• Problem to solve
Every line in the records below with the string "expiry" is to be copied out.

• Recorded information
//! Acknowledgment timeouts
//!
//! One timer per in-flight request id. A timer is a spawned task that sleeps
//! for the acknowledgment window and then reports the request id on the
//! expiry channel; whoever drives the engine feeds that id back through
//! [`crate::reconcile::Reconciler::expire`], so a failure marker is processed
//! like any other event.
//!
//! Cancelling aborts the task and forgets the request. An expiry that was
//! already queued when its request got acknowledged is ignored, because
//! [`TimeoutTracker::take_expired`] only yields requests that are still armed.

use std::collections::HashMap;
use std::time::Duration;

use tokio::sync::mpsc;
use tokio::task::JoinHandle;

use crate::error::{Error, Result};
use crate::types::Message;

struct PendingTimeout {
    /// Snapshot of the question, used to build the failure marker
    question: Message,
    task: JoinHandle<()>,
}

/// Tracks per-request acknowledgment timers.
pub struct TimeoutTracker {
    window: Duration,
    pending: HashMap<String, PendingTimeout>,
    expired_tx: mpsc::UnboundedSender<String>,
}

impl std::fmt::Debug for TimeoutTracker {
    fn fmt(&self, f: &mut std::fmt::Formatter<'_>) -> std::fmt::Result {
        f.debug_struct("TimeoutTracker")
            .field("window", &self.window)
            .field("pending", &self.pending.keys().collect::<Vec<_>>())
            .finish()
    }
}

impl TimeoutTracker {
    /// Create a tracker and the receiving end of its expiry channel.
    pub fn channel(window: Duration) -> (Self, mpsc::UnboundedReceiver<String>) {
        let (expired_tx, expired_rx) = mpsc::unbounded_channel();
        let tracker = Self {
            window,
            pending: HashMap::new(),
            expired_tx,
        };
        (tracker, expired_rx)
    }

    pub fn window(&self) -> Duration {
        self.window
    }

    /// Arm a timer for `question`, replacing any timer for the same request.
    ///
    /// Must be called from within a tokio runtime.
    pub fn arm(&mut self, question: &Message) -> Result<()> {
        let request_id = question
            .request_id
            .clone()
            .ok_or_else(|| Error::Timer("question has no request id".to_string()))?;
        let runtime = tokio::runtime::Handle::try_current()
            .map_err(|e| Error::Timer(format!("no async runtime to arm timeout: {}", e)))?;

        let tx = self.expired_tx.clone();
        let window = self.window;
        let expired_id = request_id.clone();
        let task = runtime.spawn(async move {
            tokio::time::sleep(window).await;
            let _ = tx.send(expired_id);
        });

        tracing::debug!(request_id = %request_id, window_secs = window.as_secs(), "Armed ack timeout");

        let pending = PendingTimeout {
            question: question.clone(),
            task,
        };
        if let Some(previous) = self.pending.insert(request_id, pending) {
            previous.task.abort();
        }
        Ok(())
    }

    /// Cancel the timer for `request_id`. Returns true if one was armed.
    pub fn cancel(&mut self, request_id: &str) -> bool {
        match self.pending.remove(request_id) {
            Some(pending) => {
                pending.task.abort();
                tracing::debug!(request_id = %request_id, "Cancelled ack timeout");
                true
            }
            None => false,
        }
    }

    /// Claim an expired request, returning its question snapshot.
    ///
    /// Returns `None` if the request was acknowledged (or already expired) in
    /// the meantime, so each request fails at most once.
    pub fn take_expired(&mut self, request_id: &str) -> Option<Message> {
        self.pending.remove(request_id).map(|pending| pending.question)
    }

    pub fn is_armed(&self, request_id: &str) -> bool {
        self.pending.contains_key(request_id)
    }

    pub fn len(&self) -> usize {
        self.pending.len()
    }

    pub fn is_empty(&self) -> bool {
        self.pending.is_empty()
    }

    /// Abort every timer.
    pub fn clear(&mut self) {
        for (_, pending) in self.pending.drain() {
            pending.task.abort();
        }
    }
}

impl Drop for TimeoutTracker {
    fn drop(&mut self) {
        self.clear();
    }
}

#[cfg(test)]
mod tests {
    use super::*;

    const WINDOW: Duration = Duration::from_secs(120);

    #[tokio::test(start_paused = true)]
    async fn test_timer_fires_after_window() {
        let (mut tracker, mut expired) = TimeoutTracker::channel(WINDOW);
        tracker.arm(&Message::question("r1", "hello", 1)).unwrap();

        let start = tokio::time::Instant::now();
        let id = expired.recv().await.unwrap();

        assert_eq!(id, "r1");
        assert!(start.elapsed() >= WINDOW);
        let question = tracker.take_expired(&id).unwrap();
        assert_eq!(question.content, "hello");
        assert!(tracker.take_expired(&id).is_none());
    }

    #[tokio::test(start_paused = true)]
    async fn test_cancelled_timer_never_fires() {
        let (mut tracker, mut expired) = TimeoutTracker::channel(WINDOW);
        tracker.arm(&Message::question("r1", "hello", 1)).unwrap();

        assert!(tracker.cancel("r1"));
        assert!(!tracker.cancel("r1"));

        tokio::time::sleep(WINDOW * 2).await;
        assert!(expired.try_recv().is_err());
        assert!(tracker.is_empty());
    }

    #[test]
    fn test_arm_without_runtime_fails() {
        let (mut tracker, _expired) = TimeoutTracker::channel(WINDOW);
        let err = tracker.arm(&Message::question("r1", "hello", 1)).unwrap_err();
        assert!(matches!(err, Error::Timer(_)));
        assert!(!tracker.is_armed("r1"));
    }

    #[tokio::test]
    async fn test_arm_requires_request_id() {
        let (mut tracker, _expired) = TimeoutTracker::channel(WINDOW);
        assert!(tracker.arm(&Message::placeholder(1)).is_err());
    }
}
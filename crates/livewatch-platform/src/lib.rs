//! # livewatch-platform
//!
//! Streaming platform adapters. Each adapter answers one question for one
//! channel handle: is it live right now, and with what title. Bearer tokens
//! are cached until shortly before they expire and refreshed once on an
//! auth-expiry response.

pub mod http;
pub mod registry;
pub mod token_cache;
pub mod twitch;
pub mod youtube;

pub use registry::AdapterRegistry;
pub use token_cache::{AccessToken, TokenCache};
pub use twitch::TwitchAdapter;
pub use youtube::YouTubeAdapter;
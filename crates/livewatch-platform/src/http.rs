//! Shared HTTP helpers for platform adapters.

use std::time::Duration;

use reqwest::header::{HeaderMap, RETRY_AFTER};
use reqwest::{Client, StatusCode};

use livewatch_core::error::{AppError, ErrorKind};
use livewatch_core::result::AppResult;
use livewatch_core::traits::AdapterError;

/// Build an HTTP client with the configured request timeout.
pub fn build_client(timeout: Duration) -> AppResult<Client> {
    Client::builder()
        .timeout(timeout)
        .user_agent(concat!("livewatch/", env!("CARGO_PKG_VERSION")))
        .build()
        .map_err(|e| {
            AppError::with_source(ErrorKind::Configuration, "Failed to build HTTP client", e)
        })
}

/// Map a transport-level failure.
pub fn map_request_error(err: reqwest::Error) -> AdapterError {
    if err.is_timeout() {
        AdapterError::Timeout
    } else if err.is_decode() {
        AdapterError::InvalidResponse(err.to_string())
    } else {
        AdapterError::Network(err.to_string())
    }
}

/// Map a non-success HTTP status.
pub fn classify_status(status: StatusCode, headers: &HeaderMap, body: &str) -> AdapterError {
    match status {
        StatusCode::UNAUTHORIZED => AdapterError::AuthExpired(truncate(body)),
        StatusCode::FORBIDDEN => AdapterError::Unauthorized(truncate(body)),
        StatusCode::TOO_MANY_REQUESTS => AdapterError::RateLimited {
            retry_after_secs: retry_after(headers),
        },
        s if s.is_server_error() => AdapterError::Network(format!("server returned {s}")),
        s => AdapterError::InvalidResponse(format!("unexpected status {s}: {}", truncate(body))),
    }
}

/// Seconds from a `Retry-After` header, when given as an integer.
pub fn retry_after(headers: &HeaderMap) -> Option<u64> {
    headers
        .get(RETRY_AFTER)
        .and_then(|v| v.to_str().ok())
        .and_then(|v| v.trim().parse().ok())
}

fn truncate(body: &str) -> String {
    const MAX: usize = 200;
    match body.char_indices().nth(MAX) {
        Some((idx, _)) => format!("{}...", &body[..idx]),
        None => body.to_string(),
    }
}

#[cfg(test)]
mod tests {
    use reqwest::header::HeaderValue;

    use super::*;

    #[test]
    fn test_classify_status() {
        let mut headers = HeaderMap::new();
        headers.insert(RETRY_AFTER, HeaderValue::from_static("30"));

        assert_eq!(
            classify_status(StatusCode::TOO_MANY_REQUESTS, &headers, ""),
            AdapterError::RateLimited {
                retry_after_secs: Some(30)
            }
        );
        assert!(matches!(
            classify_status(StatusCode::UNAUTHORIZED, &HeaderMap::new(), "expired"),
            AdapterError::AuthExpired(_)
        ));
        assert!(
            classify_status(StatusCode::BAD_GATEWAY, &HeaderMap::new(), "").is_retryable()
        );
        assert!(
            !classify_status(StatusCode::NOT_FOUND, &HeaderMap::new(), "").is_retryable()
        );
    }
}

• Exercise result
//! expiry channel; whoever drives the engine feeds that id back through
//! Cancelling aborts the task and forgets the request. An expiry that was
    /// Create a tracker and the receiving end of its expiry channel.
//! auth-expiry response.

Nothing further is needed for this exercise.